Depuis le 27 août 2020, on n’en a plus parler de gouvernement ou si peu. Ce jour-là, le chef du gouvernement désigné Hichem Mechichi avait réuni son équipe pour une première prise de contact. C’était hors de la présence du ministre de la Culture pressenti, l’universitaire malvoyant Walid Zidi rayé de la liste quelques heures plus tôt pour avoir montré de l’hésitation à prendre en charge ses nouvelles fonctions. La même personne était reçue au même moment au Palais de Carthage, l’occasion pour le président de la République Kaïs Saïed de lui faire part de sa confiance dans ses aptitudes à conduire le département qui lui a été imparti et de le confirmer dans ses fonctions.
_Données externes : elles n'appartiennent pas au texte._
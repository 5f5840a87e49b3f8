// Domain Error Types

use thiserror::Error;

#[derive(Error, Debug, PartialEq, Eq)]
pub enum DomainError {
    #[error("argument list is empty")]
    EmptyArgv,
}

pub type Result<T> = std::result::Result<T, DomainError>;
Ce désaveu devait être gravé dans le marbre, puisque le lendemain, une rectification concernant le nom du ministre de l’Equipement et de l’Habitat a été adressée à l’ARP qui en a pris bonne note sans que le nom du ministre de la Culture n’ait été évoqué. Depuis lors des fuites insinuent que Mechichi avait demandé à rencontrer le chef de l’Etat mais que sa demande aurait été refusée. C’est dans ces conditions que le chef du gouvernement désigné doit se présenter le mardi 1er septembre 2020 devant le Parlement pour solliciter un vote de confiance qui lui sera indispensable pour prendre en charge ses nouvelles fonctions.
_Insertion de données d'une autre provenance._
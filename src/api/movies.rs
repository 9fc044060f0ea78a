//! Movie Handlers
//!
//! Every movie route reads through the response cache; the catalog is only
//! called on a miss.

use axum::{
    extract::{Path, Query, State},
    Json,
};

use crate::api::{AppState, AuthUser};
use crate::cache::Operation;
use crate::catalog::{CatalogError, LatestMovie, MovieDetail};
use crate::error::{ApiError, Result};
use crate::models::{ItemResponse, ListingResponse, PageQuery, SearchQuery};

/// Handler for GET /api/movies/upcoming
pub async fn upcoming_handler(
    State(state): State<AppState>,
    _user: AuthUser,
    Query(query): Query<PageQuery>,
) -> Result<Json<ListingResponse>> {
    let page = query.page();
    let catalog = &state.catalog;
    let response = state
        .cache
        .get_or_compute(Operation::UpcomingMovies, &[page.into()], None, || async move {
            catalog.upcoming(page).await.map(ListingResponse::from)
        })
        .await?;
    Ok(Json(response))
}

/// Handler for GET /api/movies/latest
pub async fn latest_handler(
    State(state): State<AppState>,
    _user: AuthUser,
) -> Result<Json<ItemResponse<LatestMovie>>> {
    let catalog = &state.catalog;
    let response = state
        .cache
        .get_or_compute(Operation::LatestMovie, &[], None, || async move {
            catalog.latest().await.map(ItemResponse::new)
        })
        .await?;
    Ok(Json(response))
}

/// Handler for GET /api/movies/popular
pub async fn popular_handler(
    State(state): State<AppState>,
    _user: AuthUser,
    Query(query): Query<PageQuery>,
) -> Result<Json<ListingResponse>> {
    let page = query.page();
    let catalog = &state.catalog;
    let response = state
        .cache
        .get_or_compute(Operation::PopularMovies, &[page.into()], None, || async move {
            catalog.popular(page).await.map(ListingResponse::from)
        })
        .await?;
    Ok(Json(response))
}

/// Handler for GET /api/movies/top_rated
pub async fn top_rated_handler(
    State(state): State<AppState>,
    _user: AuthUser,
    Query(query): Query<PageQuery>,
) -> Result<Json<ListingResponse>> {
    let page = query.page();
    let catalog = &state.catalog;
    let response = state
        .cache
        .get_or_compute(Operation::TopRatedMovies, &[page.into()], None, || async move {
            catalog.top_rated(page).await.map(ListingResponse::from)
        })
        .await?;
    Ok(Json(response))
}

/// Handler for GET /api/movies/search
///
/// A missing or blank `q` is rejected before the cache is consulted.
pub async fn search_handler(
    State(state): State<AppState>,
    _user: AuthUser,
    Query(query): Query<SearchQuery>,
) -> Result<Json<ListingResponse>> {
    let text = query
        .query()
        .ok_or_else(|| ApiError::Validation("Please provide a search query".to_string()))?;
    let page = query.page();
    let catalog = &state.catalog;
    let response = state
        .cache
        .get_or_compute(
            Operation::SearchMovies,
            &[text.into(), page.into()],
            None,
            || async move { catalog.search(text, page).await.map(ListingResponse::from) },
        )
        .await?;
    Ok(Json(response))
}

/// Detail lookup shared by the detail route and the content handlers that
/// need to know a movie exists.
pub async fn cached_details(
    state: &AppState,
    id: &str,
) -> std::result::Result<ItemResponse<MovieDetail>, CatalogError> {
    let catalog = &state.catalog;
    state
        .cache
        .get_or_compute(Operation::MovieDetails, &[id.into()], None, || async move {
            catalog.details(id).await.map(ItemResponse::new)
        })
        .await
}

/// Handler for GET /api/movies/:id
pub async fn details_handler(
    State(state): State<AppState>,
    _user: AuthUser,
    Path(id): Path<String>,
) -> Result<Json<ItemResponse<MovieDetail>>> {
    Ok(Json(cached_details(&state, &id).await?))
}

/// Handler for GET /api/movies/:id/similar
pub async fn similar_handler(
    State(state): State<AppState>,
    _user: AuthUser,
    Path(id): Path<String>,
    Query(query): Query<PageQuery>,
) -> Result<Json<ListingResponse>> {
    let page = query.page();
    let catalog = &state.catalog;
    let id = id.as_str();
    let response = state
        .cache
        .get_or_compute(
            Operation::SimilarMovies,
            &[id.into(), page.into()],
            None,
            || async move { catalog.similar(id, page).await.map(ListingResponse::from) },
        )
        .await?;
    Ok(Json(response))
}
Désavoué et en apparence affaibli, Mechichi sera dans de mauvais, draps pour défendre son équipe. Supposé devenir le chef de la majorité parlementaire, c’est seulement armé de sa désignation par le président de la République qu’il se présente devant la représentation nationale. Si celle-ci lui fait défaut que lui reste-t-il ?
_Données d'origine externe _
#[tokio::test]
async fn test_upstream_failure_is_generic_and_not_cached() {
    let app = create_test_app();
    let token = app.signup("Ada", "ada@example.com").await;

    let (status, json) = app.get("/api/movies/upcoming", &token).await;
    assert_eq!(status, StatusCode::INTERNAL_SERVER_ERROR);
    assert_eq!(json["success"], false);
    assert_eq!(json["error"], "Failed to fetch upcoming movies");

    app.get("/api/movies/upcoming", &token).await;
    assert_eq!(app.provider.calls(), 2);
    assert_eq!(app.backend.len().await, 0);
}

#[tokio::test]
async fn test_cache_outage_degrades_to_uncached() {
    let app = create_test_app();
    let token = app.signup("Ada", "ada@example.com").await;
    app.backend.simulate_outage();

    for _ in 0..3 {
        let (status, json) = app.get("/api/movies/popular", &token).await;
        assert_eq!(status, StatusCode::OK);
        assert_eq!(json["data"].as_array().unwrap().len(), 3);
    }
    assert_eq!(app.provider.calls(), 3);

    app.backend.restore();
    app.get("/api/movies/popular", &token).await;
    app.get("/api/movies/popular", &token).await;
    assert_eq!(app.provider.calls(), 4);
}

// == Account Endpoint Tests ==

#[tokio::test]
async fn test_signup_login_and_me() {
    let app = create_test_app();
    app.signup("Ada Lovelace", "ada@example.com").await;

    let (status, json) = app
        .send_json(
            "POST",
            "/api/login",
            None,
            json!({"email": "ada@example.com", "password": "secret123"}),
        )
        .await;
    assert_eq!(status, StatusCode::OK);
    assert_eq!(json["data"]["name"], "Ada Lovelace");
    let token = json["token"].as_str().unwrap().to_string();

    let (status, me) = app.get("/api/me", &token).await;
    assert_eq!(status, StatusCode::OK);
    assert_eq!(me["data"]["email"], "ada@example.com");
    assert!(me["data"].get("password").is_none());
}

#[tokio::test]
async fn test_duplicate_signup_is_rejected() {
    let app = create_test_app();
    app.signup("Ada", "ada@example.com").await;

    let (status, json) = app
        .send_json(
            "POST",
            "/api/signup",
            None,
            json!({"name": "Other", "email": "ADA@example.com", "password": "secret123"}),
        )
        .await;

    assert_eq!(status, StatusCode::BAD_REQUEST);
    assert_eq!(json["error"], "User already exists");
}

#[tokio::test]
async fn test_signup_validation() {
    let app = create_test_app();

    let (status, json) = app
        .send_json(
            "POST",
            "/api/signup",
            None,
            json!({"name": "Ada", "email": "ada@example.com", "password": "123"}),
        )
        .await;

    assert_eq!(status, StatusCode::BAD_REQUEST);
    assert_eq!(json["error"], "Password must be at least 6 characters");
}

#[tokio::test]
async fn test_login_failures() {
    let app = create_test_app();
    app.signup("Ada", "ada@example.com").await;

    let (status, json) = app
        .send_json(
            "POST",
            "/api/login",
            None,
            json!({"email": "ada@example.com", "password": "wrong-password"}),
        )
        .await;
    assert_eq!(status, StatusCode::UNAUTHORIZED);
    assert_eq!(json["error"], "Invalid credentials");

    let (status, json) = app
        .send_json("POST", "/api/login", None, json!({"email": "ada@example.com"}))
        .await;
    assert_eq!(status, StatusCode::BAD_REQUEST);
    assert_eq!(json["error"], "Please provide an email and password");
}

// == Favorite Endpoint Tests ==

#[tokio::test]
async fn test_favorites_lifecycle() {
    let app = create_test_app();
    let token = app.signup("Ada", "ada@example.com").await;

    let (status, json) = app
        .send_json("POST", "/api/favorites", Some(&token), json!({"movieId": 550}))
        .await;
    assert_eq!(status, StatusCode::CREATED);
    assert_eq!(json["data"]["movieId"], "550");
    assert_eq!(json["data"]["movieData"]["title"], "Fight Club");

    let (status, json) = app
        .send_json("POST", "/api/favorites", Some(&token), json!({"movieId": "550"}))
        .await;
    assert_eq!(status, StatusCode::BAD_REQUEST);
    assert_eq!(json["error"], "Movie is already in favorites");

    let (status, json) = app.get("/api/favorites", &token).await;
    assert_eq!(status, StatusCode::OK);
    assert_eq!(json["count"], 1);

    let (status, json) = app.delete("/api/favorites/550", &token).await;
    assert_eq!(status, StatusCode::OK);
    assert_eq!(json["data"], json!({}));

    let (status, json) = app.delete("/api/favorites/550", &token).await;
    assert_eq!(status, StatusCode::NOT_FOUND);
    assert_eq!(json["error"], "Favorite not found");
}

#[tokio::test]
async fn test_favorite_requires_existing_movie() {
    let app = create_test_app();
    let token = app.signup("Ada", "ada@example.com").await;

    let (status, json) = app
        .send_json("POST", "/api/favorites", Some(&token), json!({"movieId": 999999}))
        .await;
    assert_eq!(status, StatusCode::NOT_FOUND);
    assert_eq!(json["error"], "Movie not found");

    let (status, json) = app
        .send_json("POST", "/api/favorites", Some(&token), json!({}))
        .await;
    assert_eq!(status, StatusCode::BAD_REQUEST);
    assert_eq!(json["error"], "Please provide a movie ID");
}

#[tokio::test]
async fn test_favorite_lookup_reuses_cached_details() {
    let app = create_test_app();
    let token = app.signup("Ada", "ada@example.com").await;

    app.get("/api/movies/550", &token).await;
    app.send_json("POST", "/api/favorites", Some(&token), json!({"movieId": 550}))
        .await;

    assert_eq!(app.provider.calls(), 1);
}

// == Review Endpoint Tests ==

#[tokio::test]
async fn test_reviews_lifecycle() {
    let app = create_test_app();
    let ada = app.signup("Ada Lovelace", "ada@example.com").await;
    let bob = app.signup("Bob", "bob@example.com").await;

    let (status, created) = app
        .send_json(
            "POST",
            "/api/reviews",
            Some(&ada),
            json!({"movieId": 550, "content": "A classic", "rating": 5}),
        )
        .await;
    assert_eq!(status, StatusCode::CREATED);
    assert_eq!(created["data"]["authorName"], "Ada Lovelace");
    assert_eq!(
        created["data"]["avatar"],
        "https://ui-avatars.com/api/?name=Ada%20Lovelace&background=random"
    );
    let review_id = created["data"]["id"].as_str().unwrap().to_string();

    let (status, json) = app
        .send_json(
            "POST",
            "/api/reviews",
            Some(&ada),
            json!({"movieId": "550", "content": "Again", "rating": 4}),
        )
        .await;
    assert_eq!(status, StatusCode::BAD_REQUEST);
    assert_eq!(
        json["error"],
        "You have already reviewed this movie. Please update your existing review."
    );

    app.send_json(
        "POST",
        "/api/reviews",
        Some(&bob),
        json!({"movieId": 550, "content": "Overrated", "rating": 2}),
    )
    .await;

    let (status, json) = app.get("/api/reviews/550", &bob).await;
    assert_eq!(status, StatusCode::OK);
    assert_eq!(json["count"], 2);
    assert_eq!(json["data"][0]["rating"], 5.0);

    let uri = format!("/api/reviews/{}", review_id);
    let (status, json) = app
        .send_json("PUT", &uri, Some(&bob), json!({"rating": 1}))
        .await;
    assert_eq!(status, StatusCode::UNAUTHORIZED);
    assert_eq!(json["error"], "Not authorized to update this review");

    let (status, json) = app
        .send_json("PUT", &uri, Some(&ada), json!({"content": "Still a classic"}))
        .await;
    assert_eq!(status, StatusCode::OK);
    assert_eq!(json["data"]["content"], "Still a classic");
    assert_eq!(json["data"]["rating"], 5.0);

    let (status, json) = app.delete(&uri, &bob).await;
    assert_eq!(status, StatusCode::UNAUTHORIZED);
    assert_eq!(json["error"], "Not authorized to delete this review");

    let (status, _) = app.delete(&uri, &ada).await;
    assert_eq!(status, StatusCode::OK);

    let (status, json) = app.delete(&uri, &ada).await;
    assert_eq!(status, StatusCode::NOT_FOUND);
    assert_eq!(json["error"], "Review not found");
}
Nommé par la seule « volonté du Prince » qui s’est arrogé de droit d’interpréter la Constitution à sa guise, en procédant à des « consultations épistolaires » avec les partis, coalition et blocs parlementaires, sans prendre en compte leurs propositions jetées au rebus, le chef du gouvernement désigné peut-il désormais défendre son équipe, si par ailleurs un sérieux différend l’oppose au président de la République.

L’image est surréaliste, d’autant plus que tout porte à croire que Hichem Mechichi n’a pas formé son équipe et que celle-ci lui a été imposée. Plusieurs mains y auraient contribué parmi lesquelles celles de la directrice du cabinet présidentiel Nadia Akacha sont les plus évidentes. D’autres proches du président y compris de son cercle familial ont mis aussi, paraît-il, la main à la pâte.

Un gouvernement formé de bric et de broc, sans aucune ligne directrice, dénué de toute homogénéité et de la moindre harmonie. Dont le seul lien commun est le dévouement supposé au président de la République qui n’en demande pas tant, lui qui a été élu sans aucun programme ni la moindre feuille de route.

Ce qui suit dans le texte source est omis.